Port Covington
Stokes uncorks on eve of BUILD announcement
Deal comes after two other coalition groups rejected developer’s “final offer”
Above: In July, BUILD’s Glenna Huber (far right) and Andrew Foster Connors, deliver a request to meet with Under Armour CEO Kevin Plank. At left, Plank Industries CEO Tom Geddes. (Fern Shen)
Asked to comment on the revised Community Benefit Agreement between the city, the faith and community group BUILD and the company developing Port Covington for Kevin Plank, Councilman Carl Stokes had a dry observation:
“Everyone’s going to tout it tomorrow as the best agreement of its kind ever, but given how lousy these agreements have been in Baltimore, that’s not much of a tout,” Stokes said, going on to praise Plank’s Sagamore Development Company and dump on City Hall.
“I do think Sagamore has bargained in good faith in these last three weeks,” said Stokes, who as chairman of the Taxation, Finance and Economic Development Committee has been the point person on the Council for three bills the project needs to get $660 million in public Tax Increment (TIF) financing and move forward.
“There are some great elements here,” Stokes said, confirming some bare-bones details of the new Memorandum of Understanding to be unveiled tomorrow, including that it had gone from a 10% voluntary affordable housing provision to a 20% requirement.
He said he was still studying the document and didn’t know whether loopholes weaken the housing requirements, as some have said.
But Stokes also blasted Mayor Stephanie Rawlings-Blake and the Baltimore Development Corporation (BDC), saying, “I am most pissed at the city. They have been the worst player in all this.”
In the past, he said, the city has pushed through TIF deals such as the one for for Harbor Point “that gave us zilch.”
“The bills they gave us here were almost totally a corporate subsidy with nothing for the taxpayer,” Stokes said, taking credit for the way he “slowed the process down, holding all these work sessions.”
“Tomorrow the mayor will be there taking credit, but she’s been no help at all,” he said. “All they gave us was a weak package to begin with.”
“Changing the Paradigm”
News of the impending announcement was released by City Council President Bernard C. “Jack” Young, whose afternoon press release called it “the largest ever city-wide Community Benefits Commitment in Baltimore’s history.”

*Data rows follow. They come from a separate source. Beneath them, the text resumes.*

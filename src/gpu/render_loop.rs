// SPDX-License-Identifier: GPL-3.0-only

//! Render thread
//!
//! The renderer and its GPU context are built on, and never leave, a
//! dedicated thread. Other threads talk to it through a [`RenderHandle`]:
//! render requests coalesce on a dirty flag so at most one draw is queued
//! no matter how fast frames are published.

use super::renderer::{Renderer, RendererStats};
use super::{GpuContext, Snapshot};
use crate::constants::timing;
use crate::errors::RenderError;
use crate::pipelines::slot::PendingFrameSlot;
use crate::worker::{LoopAction, WorkerLoop};
use std::sync::atomic::{AtomicBool, Ordering};
use std::sync::mpsc::{self, RecvTimeoutError};
use std::sync::{Arc, Mutex, PoisonError};
use tracing::{debug, info, warn};

enum RenderCommand {
    Draw,
    Resize(u32, u32),
    Snapshot(mpsc::Sender<Result<Snapshot, RenderError>>),
}

/// Cloneable handle for requesting work from the render thread
#[derive(Clone)]
pub struct RenderHandle {
    dirty: Arc<AtomicBool>,
    commands: mpsc::Sender<RenderCommand>,
}

impl RenderHandle {
    /// Ask for a draw; a no-op when one is already queued
    pub fn request_render(&self) {
        if !self.dirty.swap(true, Ordering::AcqRel) {
            // Send only fails once the render thread is gone
            let _ = self.commands.send(RenderCommand::Draw);
        }
    }
}

/// Owner of the render thread
pub struct RenderLoop {
    handle: RenderHandle,
    stats: Arc<Mutex<RendererStats>>,
    worker: WorkerLoop,
}

impl RenderLoop {
    /// Start the render thread
    ///
    /// `make_context` runs on the new thread. This call returns once the
    /// renderer has been built and sized to `viewport`, or with the error
    /// that prevented it.
    pub fn start<F>(
        make_context: F,
        slot: Arc<PendingFrameSlot>,
        viewport: (u32, u32),
    ) -> Result<Self, RenderError>
    where
        F: FnOnce() -> Result<Box<dyn GpuContext>, RenderError> + Send + 'static,
    {
        let dirty = Arc::new(AtomicBool::new(false));
        let (commands_tx, commands_rx) = mpsc::channel::<RenderCommand>();
        let stats = Arc::new(Mutex::new(RendererStats::default()));

        let loop_dirty = Arc::clone(&dirty);
        let loop_stats = Arc::clone(&stats);

        let worker = WorkerLoop::start_with_init(
            "render",
            move || {
                let mut renderer = Renderer::new(make_context()?)?;
                renderer.surface_changed(viewport.0, viewport.1)?;
                Ok::<_, RenderError>(renderer)
            },
            move |renderer: &mut Renderer| {
                let command = match commands_rx.recv_timeout(timing::WORKER_POLL_INTERVAL) {
                    Ok(command) => command,
                    Err(RecvTimeoutError::Timeout) => return LoopAction::Continue,
                    Err(RecvTimeoutError::Disconnected) => {
                        debug!("Render command channel closed");
                        return LoopAction::Stop;
                    }
                };

                match command {
                    RenderCommand::Draw => {
                        // Cleared before drawing so a request made mid-draw queues another
                        loop_dirty.store(false, Ordering::Release);
                        if let Err(e) = renderer.draw_frame(&slot) {
                            warn!(error = %e, "Draw failed");
                        }
                        *loop_stats.lock().unwrap_or_else(PoisonError::into_inner) =
                            renderer.stats();
                    }
                    RenderCommand::Resize(width, height) => {
                        if let Err(e) = renderer.surface_changed(width, height) {
                            warn!(error = %e, width, height, "Resize failed");
                        }
                    }
                    RenderCommand::Snapshot(reply) => {
                        let _ = reply.send(renderer.snapshot());
                    }
                }
                LoopAction::Continue
            },
        )?;

        info!(width = viewport.0, height = viewport.1, "Render loop started");

        Ok(Self {
            handle: RenderHandle {
                dirty,
                commands: commands_tx,
            },
            stats,
            worker,
        })
    }

    /// Handle for the producer side
    pub fn handle(&self) -> RenderHandle {
        self.handle.clone()
    }

    pub fn request_render(&self) {
        self.handle.request_render();
    }

    /// Change the target size
    pub fn resize(&self, width: u32, height: u32) -> Result<(), RenderError> {
        self.handle
            .commands
            .send(RenderCommand::Resize(width, height))
            .map_err(|_| RenderError::Disconnected)
    }

    /// Read the target back, waiting for queued commands to run first
    pub fn snapshot(&self) -> Result<Snapshot, RenderError> {
        let (reply_tx, reply_rx) = mpsc::channel();
        self.handle
            .commands
            .send(RenderCommand::Snapshot(reply_tx))
            .map_err(|_| RenderError::Disconnected)?;
        reply_rx.recv().map_err(|_| RenderError::Disconnected)?
    }

    /// Counters as of the last completed draw
    pub fn stats(&self) -> RendererStats {
        *self.stats.lock().unwrap_or_else(PoisonError::into_inner)
    }

    pub fn is_running(&self) -> bool {
        self.worker.is_running()
    }

    /// Stop the thread; a draw in progress completes first
    pub fn stop(&mut self) {
        self.worker.stop();
    }
}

Mayor Rawlings-Blake, officials from BUILD (Baltimoreans United in Leadership Development) and Sagamore are scheduled to appear tomorrow at 1 p.m. at the City Garage at 101 West Dickman Street at Port Covington, Young’s office said in a release.
BUILD leaders today praised the deal, though they declined to provide details.
“This is a historic agreement that will change the paradigm of development in Baltimore,” said Andrew Foster Connors, BUILD’s clergy co-chair.
“Prior to the negotiation, there was an agreement with nebulous goals and promises,” Foster Connors said. “After the negotiation, there are specific mandates around local hiring, workforce development, and affordable housing that the developer will be required to meet.”
“Never again,” he said, “will a developer come to the public subsidy trough without concrete mandates around local hiring, workforce development, and affordable housing.”
Others Rejected Developer’s Offer
BUILD and two other coalition groups, Port3 and Build Up Baltimore, had been engaged in 10 days of closed-door negotiations with Sagamore, which is seeking $660 million in public financing for the mixed-use development.
But on Friday, after the company issued an “empty” take-it-or-leave-it final offer, Port3 and Build Up leaders said, they decided mutually to reject the offer.
They said loopholes in the affordable housing provision of the deal the company was offering meant only about 5% of the project’s proposed 5,320 units would be affordable to families at 80% of Average Median Income, or roughly $66,000 for a family of four.
They said Sagamore was even more reluctant to include units for the very poorest residents.
Under their final offer, said Charly Carter, of Maryland Working Families, Sagamore was promising no more than 2% of the 5,300 residences it expects to construct would be priced for households earning 30% of AMI.
Port3 and Build Up, which represent 167 faith, social justice, housing, labor and community groups in the city, are calling on Council members to strengthen housing, jobs and other provisions of the Port Covington legislation before moving the bills forward.